Il n'y croyait pas ou du moins, c'est de que laissait comprendre son affirmation. Les cas d'absorption de magie étaient réels mais le corbeau prélève uniquement la magie de son propriétaire, jamais les sorciers environnants… ce qui était très rassurant. Enfin, non : c'est vraiment très inquiétant mais plutôt rassurant dans ce cas très précis et extrêmement rare.

"Est-ce vrai ?" demanda-t-il.

"Nos dernières recherches ont prouvés que..."

"Non, pas ça." coupa Remus. "Il trouvera sa nourriture tout seul mais… si je prends cet oiseau, gratuitement, j'aurai accès à des soins ?"

"C'est garanti."

Le contrat était magique donc inviolable mais… ce bout de papier ne servirait à rien dans le monde moldu et où peut-on trouver un animagicomage qui accepterait de s'occuper d'un corbeau ?! Si Harry avait été là, il l'aurait signalé mais il était beaucoup trop occupé à faire fuir les clients d'une certaine boutique de potions.
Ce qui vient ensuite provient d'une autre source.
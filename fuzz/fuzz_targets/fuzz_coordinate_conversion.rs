#![no_main]

use libfuzzer_sys::arbitrary::{Arbitrary, Result, Unstructured};
use libfuzzer_sys::fuzz_target;
use medgeom::{AffineFrame, AffineTransform, Operation};
use nalgebra::{Matrix3, Point3, Vector3};

#[derive(Debug)]
struct FuzzFrame {
    matrix: [f64; 9],
    offset: [f64; 3],
    bounds: [f64; 6],
    image_geometry: bool,
    points: Vec<[f64; 3]>,
    angle_degrees: f64,
}

impl<'a> Arbitrary<'a> for FuzzFrame {
    fn arbitrary(u: &mut Unstructured<'a>) -> Result<Self> {
        let point_count = u.int_in_range(0..=16)?;
        let mut points = Vec::with_capacity(point_count);
        for _ in 0..point_count {
            points.push(u.arbitrary()?);
        }
        Ok(FuzzFrame {
            matrix: u.arbitrary()?,
            offset: u.arbitrary()?,
            bounds: u.arbitrary()?,
            image_geometry: u.arbitrary()?,
            points,
            angle_degrees: u.arbitrary()?,
        })
    }
}

fuzz_target!(|data: FuzzFrame| {
    // Arbitrary matrices, including singular and non-finite ones, must only
    // ever produce errors, never panics
    let mut frame = AffineFrame::new();
    frame.set_transform(AffineTransform::new(
        Matrix3::from_row_slice(&data.matrix),
        Vector3::from(data.offset),
    ));
    let _ = frame.set_bounds(data.bounds);
    frame.set_image_geometry(data.image_geometry);

    for point in &data.points {
        let world = Point3::from(*point);
        if let Ok(index) = frame.world_to_index(&world) {
            let _ = frame.index_to_world(&index);
            let _ = frame.is_index_inside(&index);
        }
        let _ = frame.is_inside(&world);

        let _ = frame.apply_operation(&Operation::RotateAboutPoint {
            center: world,
            axis: Vector3::new(point[2], point[0], point[1]),
            angle_degrees: data.angle_degrees,
        });
    }

    let _ = frame.corner_points();
    let _ = frame.center();
    let _ = frame.set_spacing(&Vector3::new(data.offset[0], data.offset[1], data.offset[2]));
    let _ = frame.apply_operation(&Operation::ScaleAboutCenter {
        delta: Vector3::from(data.offset),
    });
});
"Alors… je le prends." dit Remus.

"Crôah ? Crôaaah !"

Le corbeau s'agita dans sa cage trop petite pour lui... on ne l'avait plus regardé depuis une éternité, il était simplement posé là et attendait que la vie ne passe. De plus en plus ignoré, il mangeait trop peu et mourrait lentement dans ses propres déjections.

"Si vous craignez tant les corbeaux… pourquoi en gardez-vous un spécimen dans votre boutique ?"

"Un voyageur nous l'a donné quand il était encore dans son oeuf… il semblait plutôt pressé de s'en débarrasser. Je crois que j'ai toujours su ce dont il s'agissait mais je veux donner une chance à ceux auxquels personne ne croit."

Persuadée de perdre sa boutique, elle offrit à Remus la plus belle de toutes les cages de transport : des barreaux en or massifs, plutôt compacte, elle possédait plusieurs cabanes en pierre dont deux, plus grandes à l'intérieur et qui cachaient une grande volière intérieure. William Potter en personne se pâmerait devant cette merveille !

"J'aime bien votre philosophie…" marmona Remus, songeur. "Vous venez de perdre votre vendeur, je suppose que vous aurez bientôt besoin d'un remplaçant ?"

"Hélas... ce corbeau est annonciateur d'un grand malheur et en ce qui me concerne, c'est la perte de ma boutique. Ça a déjà commencé."

"Admettons que j'arrange ce problème… est-ce que vous seriez prête à me donner une chance pour ce poste ?"

Dans la rue, on entendait encore des cris indignés et des pleurs choqués : l'histoire du corbeau maléfique dans la boutique d'hiboux se répandait comme une traînée de poudre (sans doute finirait-elle par exploser dans une boutique de potion, pas très loin, d'ailleurs).

"Je ne vois vraiment pas comment vous pourriez vous y prendre…" dit-elle, sceptique.

"Moi non plus, il nous faudrait un tour de magie." admis Remus.

"Un… un sortilège d'amnésie ? C'est de la folie !"

"Oh non, pardon : je me suis mal exprimé. Ce n'est pas le genre de magie dont vous avez l'habitude… en fait, je faisais plutôt allusion à de la Prestidigitation."